• **Task to carry out**:
Please write out all of the entries without altering anything.
·····
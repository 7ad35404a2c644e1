//! Path resolution over the cached tree.
//!
//! A walk only ever reads the tree. When it reaches a directory whose
//! children were never read, it stops and reports how deep it got; the
//! session then populates that directory and walks again. The tree lock is
//! never held across a device call.

use super::error::{VfsError, VfsResult};
use super::node::{DirNode, FileNode};
use super::path;
use super::session::Session;
use crate::device::DeviceService;
use std::sync::Arc;

pub enum Target<H> {
    Dir,
    File(Arc<FileNode<H>>),
}

pub(crate) enum Walk<H> {
    Found(Target<H>),
    Missing,
    /// The directory at this depth must be populated before going on.
    Unlisted(usize),
}

pub(crate) fn walk<H>(root: &DirNode<H>, segs: &[&str]) -> Walk<H> {
    let Some((last, parents)) = segs.split_last() else {
        return Walk::Found(Target::Dir);
    };
    let mut cur = root;
    for (depth, seg) in parents.iter().enumerate() {
        if !cur.is_listed() {
            return Walk::Unlisted(depth);
        }
        match cur.dir(seg) {
            Some(next) => cur = next,
            None => return Walk::Missing,
        }
    }
    if !cur.is_listed() {
        return Walk::Unlisted(parents.len());
    }
    if cur.dir(last).is_some() {
        Walk::Found(Target::Dir)
    } else if let Some(file) = cur.file(last) {
        Walk::Found(Target::File(file.clone()))
    } else {
        Walk::Missing
    }
}

impl<D: DeviceService> Session<D> {
    /// Find the node at `segs`, populating directories on the way down.
    /// `Ok(None)` means the path does not exist on the device either.
    pub(crate) async fn resolve(&self, segs: &[&str]) -> VfsResult<Option<Target<D::Handle>>> {
        loop {
            let step = walk(&*self.tree.lock(), segs);
            match step {
                Walk::Found(target) => return Ok(Some(target)),
                Walk::Missing => return Ok(None),
                Walk::Unlisted(depth) => self.populate(&segs[..depth]).await?,
            }
        }
    }

    pub(crate) async fn expect_dir(&self, segs: &[&str]) -> VfsResult<()> {
        match self.resolve(segs).await? {
            Some(Target::Dir) => Ok(()),
            Some(Target::File(_)) => Err(VfsError::NotADirectory(path::folder_of(segs))),
            None => Err(VfsError::NotFound(path::folder_of(segs))),
        }
    }

    pub(crate) async fn expect_file(&self, segs: &[&str]) -> VfsResult<Arc<FileNode<D::Handle>>> {
        match self.resolve(segs).await? {
            Some(Target::File(file)) => Ok(file),
            Some(Target::Dir) => Err(VfsError::IsADirectory(path::folder_of(segs))),
            None => Err(VfsError::NotFound(path::folder_of(segs))),
        }
    }
}

#[cfg(test)]
mod tests {
    use super::*;
    use crate::device::FileInfo;
    use std::time::UNIX_EPOCH;

    fn tree() -> DirNode<()> {
        let mut root = DirNode::new_listed("");
        let mut dcim = DirNode::new_listed("DCIM");
        dcim.adopt_dir("100CAMFS".into());
        dcim.adopt_file(FileInfo {
            name: "a.jpg".into(),
            size: 1,
            mtime: UNIX_EPOCH,
        });
        root.insert_dir(dcim).unwrap();
        root
    }

    #[test]
    fn test_walk_outcomes() {
        let root = tree();
        assert!(matches!(walk(&root, &[]), Walk::Found(Target::Dir)));
        assert!(matches!(walk(&root, &["DCIM"]), Walk::Found(Target::Dir)));
        assert!(matches!(
            walk(&root, &["DCIM", "a.jpg"]),
            Walk::Found(Target::File(_))
        ));
        assert!(matches!(walk(&root, &["DCIM", "b.jpg"]), Walk::Missing));
        assert!(matches!(walk(&root, &["nope", "x"]), Walk::Missing));
        // A file in the middle of a path does not resolve.
        assert!(matches!(walk(&root, &["DCIM", "a.jpg", "x"]), Walk::Missing));
        // The unlisted directory itself resolves; its children need a listing.
        assert!(matches!(
            walk(&root, &["DCIM", "100CAMFS"]),
            Walk::Found(Target::Dir)
        ));
        assert!(matches!(
            walk(&root, &["DCIM", "100CAMFS", "x.jpg"]),
            Walk::Unlisted(2)
        ));
    }

    #[test]
    fn test_walk_stops_at_unlisted_root() {
        let root: DirNode<()> = DirNode::new("");
        assert!(matches!(walk(&root, &["DCIM"]), Walk::Unlisted(0)));
    }
}
//! Path helpers. Paths are absolute and `/`-separated; empty segments are
//! ignored, so `//DCIM/` and `/DCIM` name the same folder.

pub fn segments(path: &str) -> Vec<&str> {
    path.split('/').filter(|s| !s.is_empty()).collect()
}

/// Device folder string for a segment list: `/` for the root.
pub fn folder_of(segs: &[&str]) -> String {
    format!("/{}", segs.join("/"))
}

pub fn normalize(path: &str) -> String {
    folder_of(&segments(path))
}

pub fn join(parent: &str, name: &str) -> String {
    if parent == "/" || parent.is_empty() {
        format!("/{name}")
    } else {
        format!("{}/{name}", parent.trim_end_matches('/'))
    }
}

/// Parent folder and final name. `None` for the root.
pub fn split_parent(path: &str) -> Option<(String, String)> {
    let segs = segments(path);
    let (name, parents) = segs.split_last()?;
    Some((folder_of(parents), (*name).to_string()))
}

/// Names a single directory entry can never take.
pub fn is_valid_name(name: &str) -> bool {
    !name.is_empty() && name != "." && name != ".." && !name.contains('/')
}
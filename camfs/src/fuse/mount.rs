//! Mount helpers for starting/stopping FUSE
//!
//! Notes:
//! - Only supported on Unix-like systems. On Linux the unprivileged mount goes
//!   through fusermount3.
//! - Thin wrappers over rfuse3 raw Session APIs.

use std::path::Path;

use rfuse3::MountOptions;
use rfuse3::raw::MountHandle;

use super::CamFs;
use crate::device::DeviceService;
use crate::vfs::Identity;

fn mount_options(owner: Identity, allow_other: bool) -> MountOptions {
    let mut mo = MountOptions::default();
    mo.fs_name("camfs")
        .force_readdir_plus(true)
        .uid(owner.uid)
        .gid(owner.gid);
    if allow_other {
        mo.allow_other(true);
    }
    mo
}

/// Mount through fusermount3; needs no privileges beyond access to /dev/fuse.
#[cfg(target_os = "linux")]
pub async fn mount_unprivileged<D: DeviceService>(
    fs: CamFs<D>,
    mount_point: impl AsRef<Path>,
    allow_other: bool,
) -> std::io::Result<MountHandle> {
    let opts = mount_options(fs.session().owner(), allow_other);
    rfuse3::raw::Session::new(opts)
        .mount_with_unprivileged(fs, mount_point.as_ref())
        .await
}

/// Mount directly; the process must be allowed to call mount(2).
#[cfg(target_os = "linux")]
pub async fn mount_privileged<D: DeviceService>(
    fs: CamFs<D>,
    mount_point: impl AsRef<Path>,
    allow_other: bool,
) -> std::io::Result<MountHandle> {
    let opts = mount_options(fs.session().owner(), allow_other);
    rfuse3::raw::Session::new(opts)
        .mount(fs, mount_point.as_ref())
        .await
}

#[cfg(not(target_os = "linux"))]
pub async fn mount_unprivileged<D: DeviceService>(
    _fs: CamFs<D>,
    _mount_point: impl AsRef<Path>,
    _allow_other: bool,
) -> std::io::Result<MountHandle> {
    Err(unsupported())
}

#[cfg(not(target_os = "linux"))]
pub async fn mount_privileged<D: DeviceService>(
    _fs: CamFs<D>,
    _mount_point: impl AsRef<Path>,
    _allow_other: bool,
) -> std::io::Result<MountHandle> {
    Err(unsupported())
}

#[cfg(not(target_os = "linux"))]
fn unsupported() -> std::io::Error {
    std::io::Error::new(
        std::io::ErrorKind::Unsupported,
        "FUSE mount is only supported on Linux in this build",
    )
}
·····
• **Your solution**:
repository 7ad35404a2c644e1
//! Path resolution over the cached tree.
//!
//! A walk only ever reads the tree. When it reaches a directory whose
//! children were never read, it stops and reports how deep it got; the
//! session then populates that directory and walks again. The tree lock is
//! never held across a device call.

use super::error::{VfsError, VfsResult};
use super::node::{DirNode, FileNode};
use super::path;
use super::session::Session;
use crate::device::DeviceService;
use std::sync::Arc;

pub enum Target<H> {
    Dir,
    File(Arc<FileNode<H>>),
}

pub(crate) enum Walk<H> {
    Found(Target<H>),
    Missing,
    /// The directory at this depth must be populated before going on.
    Unlisted(usize),
}

pub(crate) fn walk<H>(root: &DirNode<H>, segs: &[&str]) -> Walk<H> {
    let Some((last, parents)) = segs.split_last() else {
        return Walk::Found(Target::Dir);
    };
    let mut cur = root;
    for (depth, seg) in parents.iter().enumerate() {
        if !cur.is_listed() {
            return Walk::Unlisted(depth);
        }
        match cur.dir(seg) {
            Some(next) => cur = next,
            None => return Walk::Missing,
        }
    }
    if !cur.is_listed() {
        return Walk::Unlisted(parents.len());
    }
    if cur.dir(last).is_some() {
        Walk::Found(Target::Dir)
    } else if let Some(file) = cur.file(last) {
        Walk::Found(Target::File(file.clone()))
    } else {
        Walk::Missing
    }
}

impl<D: DeviceService> Session<D> {
    /// Find the node at `segs`, populating directories on the way down.
    /// `Ok(None)` means the path does not exist on the device either.
    pub(crate) async fn resolve(&self, segs: &[&str]) -> VfsResult<Option<Target<D::Handle>>> {
        loop {
            let step = walk(&*self.tree.lock(), segs);
            match step {
                Walk::Found(target) => return Ok(Some(target)),
                Walk::Missing => return Ok(None),
                Walk::Unlisted(depth) => self.populate(&segs[..depth]).await?,
            }
        }
    }

    pub(crate) async fn expect_dir(&self, segs: &[&str]) -> VfsResult<()> {
        match self.resolve(segs).await? {
            Some(Target::Dir) => Ok(()),
            Some(Target::File(_)) => Err(VfsError::NotADirectory(path::folder_of(segs))),
            None => Err(VfsError::NotFound(path::folder_of(segs))),
        }
    }

    pub(crate) async fn expect_file(&self, segs: &[&str]) -> VfsResult<Arc<FileNode<D::Handle>>> {
        match self.resolve(segs).await? {
            Some(Target::File(file)) => Ok(file),
            Some(Target::Dir) => Err(VfsError::IsADirectory(path::folder_of(segs))),
            None => Err(VfsError::NotFound(path::folder_of(segs))),
        }
    }
}

#[cfg(test)]
mod tests {
    use super::*;
    use crate::device::FileInfo;
    use std::time::UNIX_EPOCH;

    fn tree() -> DirNode<()> {
        let mut root = DirNode::new_listed("");
        let mut dcim = DirNode::new_listed("DCIM");
        dcim.adopt_dir("100CAMFS".into());
        dcim.adopt_file(FileInfo {
            name: "a.jpg".into(),
            size: 1,
            mtime: UNIX_EPOCH,
        });
        root.insert_dir(dcim).unwrap();
        root
    }

    #[test]
    fn test_walk_outcomes() {
        let root = tree();
        assert!(matches!(walk(&root, &[]), Walk::Found(Target::Dir)));
        assert!(matches!(walk(&root, &["DCIM"]), Walk::Found(Target::Dir)));
        assert!(matches!(
            walk(&root, &["DCIM", "a.jpg"]),
            Walk::Found(Target::File(_))
        ));
        assert!(matches!(walk(&root, &["DCIM", "b.jpg"]), Walk::Missing));
        assert!(matches!(walk(&root, &["nope", "x"]), Walk::Missing));
        // A file in the middle of a path does not resolve.
        assert!(matches!(walk(&root, &["DCIM", "a.jpg", "x"]), Walk::Missing));
        // The unlisted directory itself resolves; its children need a listing.
        assert!(matches!(
            walk(&root, &["DCIM", "100CAMFS"]),
            Walk::Found(Target::Dir)
        ));
        assert!(matches!(
            walk(&root, &["DCIM", "100CAMFS", "x.jpg"]),
            Walk::Unlisted(2)
        ));
    }

    #[test]
    fn test_walk_stops_at_unlisted_root() {
        let root: DirNode<()> = DirNode::new("");
        assert!(matches!(walk(&root, &["DCIM"]), Walk::Unlisted(0)));
    }
}
//! Path helpers. Paths are absolute and `/`-separated; empty segments are
//! ignored, so `//DCIM/` and `/DCIM` name the same folder.

pub fn segments(path: &str) -> Vec<&str> {
    path.split('/').filter(|s| !s.is_empty()).collect()
}

/// Device folder string for a segment list: `/` for the root.
pub fn folder_of(segs: &[&str]) -> String {
    format!("/{}", segs.join("/"))
}

pub fn normalize(path: &str) -> String {
    folder_of(&segments(path))
}

pub fn join(parent: &str, name: &str) -> String {
    if parent == "/" || parent.is_empty() {
        format!("/{name}")
    } else {
        format!("{}/{name}", parent.trim_end_matches('/'))
    }
}

/// Parent folder and final name. `None` for the root.
pub fn split_parent(path: &str) -> Option<(String, String)> {
    let segs = segments(path);
    let (name, parents) = segs.split_last()?;
    Some((folder_of(parents), (*name).to_string()))
}

/// Names a single directory entry can never take.
pub fn is_valid_name(name: &str) -> bool {
    !name.is_empty() && name != "." && name != ".." && !name.contains('/')
}
filename camfs/src/fuse/mount.rs
//! Mount helpers for starting/stopping FUSE
//!
//! Notes:
//! - Only supported on Unix-like systems. On Linux the unprivileged mount goes
//!   through fusermount3.
//! - Thin wrappers over rfuse3 raw Session APIs.

use std::path::Path;

use rfuse3::MountOptions;
use rfuse3::raw::MountHandle;

use super::CamFs;
use crate::device::DeviceService;
use crate::vfs::Identity;

fn mount_options(owner: Identity, allow_other: bool) -> MountOptions {
    let mut mo = MountOptions::default();
    mo.fs_name("camfs")
        .force_readdir_plus(true)
        .uid(owner.uid)
        .gid(owner.gid);
    if allow_other {
        mo.allow_other(true);
    }
    mo
}

/// Mount through fusermount3; needs no privileges beyond access to /dev/fuse.
#[cfg(target_os = "linux")]
pub async fn mount_unprivileged<D: DeviceService>(
    fs: CamFs<D>,
    mount_point: impl AsRef<Path>,
    allow_other: bool,
) -> std::io::Result<MountHandle> {
    let opts = mount_options(fs.session().owner(), allow_other);
    rfuse3::raw::Session::new(opts)
        .mount_with_unprivileged(fs, mount_point.as_ref())
        .await
}

/// Mount directly; the process must be allowed to call mount(2).
#[cfg(target_os = "linux")]
pub async fn mount_privileged<D: DeviceService>(
    fs: CamFs<D>,
    mount_point: impl AsRef<Path>,
    allow_other: bool,
) -> std::io::Result<MountHandle> {
    let opts = mount_options(fs.session().owner(), allow_other);
    rfuse3::raw::Session::new(opts)
        .mount(fs, mount_point.as_ref())
        .await
}

#[cfg(not(target_os = "linux"))]
pub async fn mount_unprivileged<D: DeviceService>(
    _fs: CamFs<D>,
    _mount_point: impl AsRef<Path>,
    _allow_other: bool,
) -> std::io::Result<MountHandle> {
    Err(unsupported())
}

#[cfg(not(target_os = "linux"))]
pub async fn mount_privileged<D: DeviceService>(
    _fs: CamFs<D>,
    _mount_point: impl AsRef<Path>,
    _allow_other: bool,
) -> std::io::Result<MountHandle> {
    Err(unsupported())
}

#[cfg(not(target_os = "linux"))]
fn unsupported() -> std::io::Error {
    std::io::Error::new(
        std::io::ErrorKind::Unsupported,
        "FUSE mount is only supported on Linux in this build",
    )
}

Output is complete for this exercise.